GIVEN INFORMATION:
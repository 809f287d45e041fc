//! Point-cloud loader for delimited text files
//!
//! One point per line; coordinates separated by whitespace, commas,
//! semicolons or tabs. Blank lines and lines starting with `#` or `%` are
//! skipped.

use std::fs;
use std::path::Path;

use tracing::debug;

use crate::error::{Result, TdaError};
use crate::geometry::PointCloud;

/// Read a point cloud from `path`
pub fn read_point_cloud(path: impl AsRef<Path>) -> Result<PointCloud> {
    let path = path.as_ref();
    let text = fs::read_to_string(path).map_err(|source| TdaError::Io {
        path: path.to_path_buf(),
        source,
    })?;
    let cloud = parse_point_cloud(&text)?;
    debug!(
        path = %path.display(),
        points = cloud.len(),
        dimension = cloud.dimension(),
        "point cloud loaded"
    );
    Ok(cloud)
}

/// Parse a point cloud from delimited text
pub fn parse_point_cloud(text: &str) -> Result<PointCloud> {
    let mut rows: Vec<Vec<f64>> = Vec::new();
    let mut dim: Option<usize> = None;

    for (i, line) in text.lines().enumerate() {
        let line_no = i + 1;
        let trimmed = line.trim();
        if trimmed.is_empty() || trimmed.starts_with('#') || trimmed.starts_with('%') {
            continue;
        }

        let row = trimmed
            .split(|c: char| c.is_whitespace() || c == ',' || c == ';')
            .filter(|token| !token.is_empty())
            .map(|token| parse_coordinate(token, line_no))
            .collect::<Result<Vec<f64>>>()?;

        match dim {
            None => dim = Some(row.len()),
            Some(d) if d != row.len() => {
                return Err(TdaError::malformed_at(
                    line_no,
                    format!("expected {d} coordinates, found {}", row.len()),
                ));
            }
            Some(_) => {}
        }
        rows.push(row);
    }

    if rows.is_empty() {
        return Err(TdaError::EmptyInput("no points found in input".into()));
    }
    PointCloud::from_rows(&rows)
}

fn parse_coordinate(token: &str, line_no: usize) -> Result<f64> {
    let value: f64 = token
        .parse()
        .map_err(|_| TdaError::malformed_at(line_no, format!("`{token}` is not a number")))?;
    if !value.is_finite() {
        return Err(TdaError::malformed_at(line_no, format!("`{token}` is not finite")));
    }
    Ok(value)
}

EXERCISE DIRECTIONS: Examine each line of the records above and tally those with the string "rows". State the total alone.

RESPONSE AREA: 4